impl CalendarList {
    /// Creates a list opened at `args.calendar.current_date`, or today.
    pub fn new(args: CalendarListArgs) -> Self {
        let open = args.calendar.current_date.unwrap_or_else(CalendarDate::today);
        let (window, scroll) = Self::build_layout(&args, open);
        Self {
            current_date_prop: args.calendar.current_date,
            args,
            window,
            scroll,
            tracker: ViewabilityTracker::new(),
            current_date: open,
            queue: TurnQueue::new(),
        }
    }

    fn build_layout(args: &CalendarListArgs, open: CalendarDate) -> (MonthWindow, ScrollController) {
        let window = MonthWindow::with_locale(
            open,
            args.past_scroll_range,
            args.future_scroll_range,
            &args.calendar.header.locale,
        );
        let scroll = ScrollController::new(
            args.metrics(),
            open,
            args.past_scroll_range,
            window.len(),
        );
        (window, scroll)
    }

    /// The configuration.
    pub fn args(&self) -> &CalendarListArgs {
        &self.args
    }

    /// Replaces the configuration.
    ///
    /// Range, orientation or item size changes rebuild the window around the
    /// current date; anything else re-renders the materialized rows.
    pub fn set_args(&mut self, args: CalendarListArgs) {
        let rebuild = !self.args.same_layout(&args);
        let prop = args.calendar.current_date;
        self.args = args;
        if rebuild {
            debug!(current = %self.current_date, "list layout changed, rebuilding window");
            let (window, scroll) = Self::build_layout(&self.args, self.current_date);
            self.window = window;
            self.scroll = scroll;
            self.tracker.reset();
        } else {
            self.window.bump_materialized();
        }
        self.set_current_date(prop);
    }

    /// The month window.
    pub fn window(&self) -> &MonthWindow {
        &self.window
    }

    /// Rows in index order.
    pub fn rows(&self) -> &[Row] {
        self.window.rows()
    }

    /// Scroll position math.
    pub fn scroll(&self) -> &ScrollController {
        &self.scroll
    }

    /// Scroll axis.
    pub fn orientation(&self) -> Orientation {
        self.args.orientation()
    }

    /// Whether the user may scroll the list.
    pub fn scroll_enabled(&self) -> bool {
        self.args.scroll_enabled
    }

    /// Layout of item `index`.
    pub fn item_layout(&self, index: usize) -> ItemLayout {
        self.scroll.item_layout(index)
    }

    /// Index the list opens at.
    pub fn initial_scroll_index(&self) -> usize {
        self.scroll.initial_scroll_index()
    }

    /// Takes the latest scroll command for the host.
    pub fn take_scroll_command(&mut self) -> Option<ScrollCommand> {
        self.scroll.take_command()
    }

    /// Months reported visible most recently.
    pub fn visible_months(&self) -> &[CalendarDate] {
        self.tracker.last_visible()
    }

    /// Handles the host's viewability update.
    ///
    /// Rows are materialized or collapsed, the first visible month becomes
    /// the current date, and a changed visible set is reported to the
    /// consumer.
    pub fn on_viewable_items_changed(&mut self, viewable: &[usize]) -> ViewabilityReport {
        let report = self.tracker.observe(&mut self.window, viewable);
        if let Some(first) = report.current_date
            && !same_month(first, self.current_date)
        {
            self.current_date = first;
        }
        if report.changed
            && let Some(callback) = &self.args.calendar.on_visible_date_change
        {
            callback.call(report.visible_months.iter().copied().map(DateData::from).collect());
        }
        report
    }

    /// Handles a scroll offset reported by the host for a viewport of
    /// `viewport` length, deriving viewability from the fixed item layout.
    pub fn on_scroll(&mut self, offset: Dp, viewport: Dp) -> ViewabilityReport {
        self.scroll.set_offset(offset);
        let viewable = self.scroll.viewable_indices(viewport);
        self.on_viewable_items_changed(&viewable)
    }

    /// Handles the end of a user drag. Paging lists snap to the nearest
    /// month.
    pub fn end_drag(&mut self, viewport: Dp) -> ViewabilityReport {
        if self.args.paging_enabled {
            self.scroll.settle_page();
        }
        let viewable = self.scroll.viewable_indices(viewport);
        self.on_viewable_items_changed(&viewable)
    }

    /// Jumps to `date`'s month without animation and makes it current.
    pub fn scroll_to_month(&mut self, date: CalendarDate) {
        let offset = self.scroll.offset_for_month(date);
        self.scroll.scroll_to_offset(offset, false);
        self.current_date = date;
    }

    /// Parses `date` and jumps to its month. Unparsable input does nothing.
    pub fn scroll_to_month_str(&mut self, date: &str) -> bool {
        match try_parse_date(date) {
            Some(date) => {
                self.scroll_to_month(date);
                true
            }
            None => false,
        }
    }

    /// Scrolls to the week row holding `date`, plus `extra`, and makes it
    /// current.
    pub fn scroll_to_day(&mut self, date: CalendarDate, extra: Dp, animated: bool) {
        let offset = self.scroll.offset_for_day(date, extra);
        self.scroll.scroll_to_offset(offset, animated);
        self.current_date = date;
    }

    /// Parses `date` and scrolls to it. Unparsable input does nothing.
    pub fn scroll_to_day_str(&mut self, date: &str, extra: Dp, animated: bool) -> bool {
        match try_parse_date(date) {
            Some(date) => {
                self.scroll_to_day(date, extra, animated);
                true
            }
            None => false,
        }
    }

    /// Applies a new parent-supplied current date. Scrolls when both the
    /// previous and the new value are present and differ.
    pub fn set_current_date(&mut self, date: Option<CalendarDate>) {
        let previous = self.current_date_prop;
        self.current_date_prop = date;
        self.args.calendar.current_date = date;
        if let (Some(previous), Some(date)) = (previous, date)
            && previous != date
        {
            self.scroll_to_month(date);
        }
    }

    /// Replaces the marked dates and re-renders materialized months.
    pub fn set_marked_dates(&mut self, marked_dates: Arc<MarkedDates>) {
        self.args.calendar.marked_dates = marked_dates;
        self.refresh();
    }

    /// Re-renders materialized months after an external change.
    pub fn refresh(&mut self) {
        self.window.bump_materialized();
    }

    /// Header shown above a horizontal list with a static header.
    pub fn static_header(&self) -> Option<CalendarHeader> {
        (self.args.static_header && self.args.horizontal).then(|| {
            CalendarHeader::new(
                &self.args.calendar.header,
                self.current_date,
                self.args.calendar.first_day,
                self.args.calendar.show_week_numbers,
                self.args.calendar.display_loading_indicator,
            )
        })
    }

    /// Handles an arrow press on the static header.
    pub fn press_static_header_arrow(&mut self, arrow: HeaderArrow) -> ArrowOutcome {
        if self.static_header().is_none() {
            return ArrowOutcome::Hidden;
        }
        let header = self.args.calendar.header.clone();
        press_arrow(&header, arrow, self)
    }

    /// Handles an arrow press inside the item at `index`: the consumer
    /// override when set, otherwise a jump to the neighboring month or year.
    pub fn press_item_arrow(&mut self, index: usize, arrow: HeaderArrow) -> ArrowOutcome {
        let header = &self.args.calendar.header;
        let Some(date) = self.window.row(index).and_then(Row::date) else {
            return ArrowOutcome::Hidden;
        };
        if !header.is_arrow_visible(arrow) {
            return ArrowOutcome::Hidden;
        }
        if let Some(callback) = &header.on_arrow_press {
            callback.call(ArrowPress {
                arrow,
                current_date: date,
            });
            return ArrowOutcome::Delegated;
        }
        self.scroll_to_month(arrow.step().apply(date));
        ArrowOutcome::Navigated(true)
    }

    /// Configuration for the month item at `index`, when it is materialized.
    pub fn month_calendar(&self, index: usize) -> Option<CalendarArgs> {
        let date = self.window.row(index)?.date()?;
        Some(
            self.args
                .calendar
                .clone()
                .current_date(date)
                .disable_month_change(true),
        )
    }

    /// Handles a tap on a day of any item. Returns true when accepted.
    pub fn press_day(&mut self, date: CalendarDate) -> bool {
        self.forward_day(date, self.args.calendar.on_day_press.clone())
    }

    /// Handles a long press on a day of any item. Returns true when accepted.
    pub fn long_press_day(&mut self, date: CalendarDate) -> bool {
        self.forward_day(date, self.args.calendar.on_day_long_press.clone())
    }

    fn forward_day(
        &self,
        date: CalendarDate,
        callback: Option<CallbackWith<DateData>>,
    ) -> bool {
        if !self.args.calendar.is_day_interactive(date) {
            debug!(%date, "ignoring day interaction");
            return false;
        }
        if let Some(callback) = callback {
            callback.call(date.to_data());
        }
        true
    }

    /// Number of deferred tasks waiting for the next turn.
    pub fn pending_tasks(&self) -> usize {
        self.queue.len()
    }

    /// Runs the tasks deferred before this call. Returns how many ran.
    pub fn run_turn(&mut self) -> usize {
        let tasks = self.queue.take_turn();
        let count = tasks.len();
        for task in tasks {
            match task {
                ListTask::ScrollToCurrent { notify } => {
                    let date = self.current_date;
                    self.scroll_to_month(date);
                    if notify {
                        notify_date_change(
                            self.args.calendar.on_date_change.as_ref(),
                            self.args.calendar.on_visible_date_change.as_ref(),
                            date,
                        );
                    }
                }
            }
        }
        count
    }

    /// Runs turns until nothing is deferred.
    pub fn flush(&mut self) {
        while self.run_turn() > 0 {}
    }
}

* * *

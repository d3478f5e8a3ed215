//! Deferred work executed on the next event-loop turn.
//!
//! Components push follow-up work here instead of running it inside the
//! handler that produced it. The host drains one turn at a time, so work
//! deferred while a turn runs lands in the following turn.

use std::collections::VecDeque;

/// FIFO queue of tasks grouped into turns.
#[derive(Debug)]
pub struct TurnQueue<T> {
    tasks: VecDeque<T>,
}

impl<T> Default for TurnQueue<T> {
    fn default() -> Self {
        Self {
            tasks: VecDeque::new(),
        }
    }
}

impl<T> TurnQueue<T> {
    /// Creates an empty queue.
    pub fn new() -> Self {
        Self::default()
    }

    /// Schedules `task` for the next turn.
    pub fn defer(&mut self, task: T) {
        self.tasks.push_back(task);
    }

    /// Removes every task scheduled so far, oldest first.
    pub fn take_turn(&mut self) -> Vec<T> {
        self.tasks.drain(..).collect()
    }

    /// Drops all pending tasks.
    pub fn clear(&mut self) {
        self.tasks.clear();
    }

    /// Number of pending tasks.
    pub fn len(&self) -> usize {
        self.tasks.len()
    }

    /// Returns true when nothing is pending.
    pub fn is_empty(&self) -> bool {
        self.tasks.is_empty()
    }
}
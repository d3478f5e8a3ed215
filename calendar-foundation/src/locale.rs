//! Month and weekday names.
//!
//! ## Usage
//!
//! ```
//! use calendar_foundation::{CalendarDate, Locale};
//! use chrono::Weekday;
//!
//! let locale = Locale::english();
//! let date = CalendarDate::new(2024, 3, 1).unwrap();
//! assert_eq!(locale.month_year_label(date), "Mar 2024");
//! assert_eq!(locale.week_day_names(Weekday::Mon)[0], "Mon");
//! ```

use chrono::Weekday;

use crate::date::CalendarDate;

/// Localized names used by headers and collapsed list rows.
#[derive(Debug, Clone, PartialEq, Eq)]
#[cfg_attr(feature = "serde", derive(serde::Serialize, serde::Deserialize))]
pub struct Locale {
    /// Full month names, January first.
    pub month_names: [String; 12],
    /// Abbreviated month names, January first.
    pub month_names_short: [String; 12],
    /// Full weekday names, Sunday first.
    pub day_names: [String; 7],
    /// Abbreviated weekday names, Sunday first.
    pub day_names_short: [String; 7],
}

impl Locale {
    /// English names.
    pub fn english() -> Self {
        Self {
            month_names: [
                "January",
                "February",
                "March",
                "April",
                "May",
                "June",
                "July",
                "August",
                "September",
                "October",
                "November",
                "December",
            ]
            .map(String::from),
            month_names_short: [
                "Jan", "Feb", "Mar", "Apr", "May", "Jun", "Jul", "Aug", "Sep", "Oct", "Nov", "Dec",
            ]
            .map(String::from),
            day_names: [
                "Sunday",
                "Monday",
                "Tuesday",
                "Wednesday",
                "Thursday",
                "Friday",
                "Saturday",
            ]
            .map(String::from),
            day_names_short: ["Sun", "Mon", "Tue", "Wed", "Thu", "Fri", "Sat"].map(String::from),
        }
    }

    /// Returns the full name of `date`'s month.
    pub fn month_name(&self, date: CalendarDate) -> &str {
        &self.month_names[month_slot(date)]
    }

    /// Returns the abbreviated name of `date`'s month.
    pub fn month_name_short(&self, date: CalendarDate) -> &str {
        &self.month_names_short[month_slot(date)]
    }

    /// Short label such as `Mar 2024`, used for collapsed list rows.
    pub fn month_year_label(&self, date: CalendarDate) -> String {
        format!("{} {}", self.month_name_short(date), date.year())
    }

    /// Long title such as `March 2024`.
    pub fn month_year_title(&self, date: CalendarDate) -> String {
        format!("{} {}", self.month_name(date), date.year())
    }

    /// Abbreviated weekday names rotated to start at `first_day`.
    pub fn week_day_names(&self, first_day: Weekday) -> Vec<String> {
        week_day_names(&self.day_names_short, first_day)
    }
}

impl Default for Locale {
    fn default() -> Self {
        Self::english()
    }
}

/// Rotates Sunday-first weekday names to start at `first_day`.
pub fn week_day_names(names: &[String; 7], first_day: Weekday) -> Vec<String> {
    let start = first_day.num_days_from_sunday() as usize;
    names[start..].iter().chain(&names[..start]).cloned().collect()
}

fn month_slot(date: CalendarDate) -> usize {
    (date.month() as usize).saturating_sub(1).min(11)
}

- [What you are asked to do] Among the entries above, identify all lines with "user" and copy them.

- [The answer]
    /// Whether the user may scroll the list.
    /// Handles the end of a user drag. Paging lists snap to the nearest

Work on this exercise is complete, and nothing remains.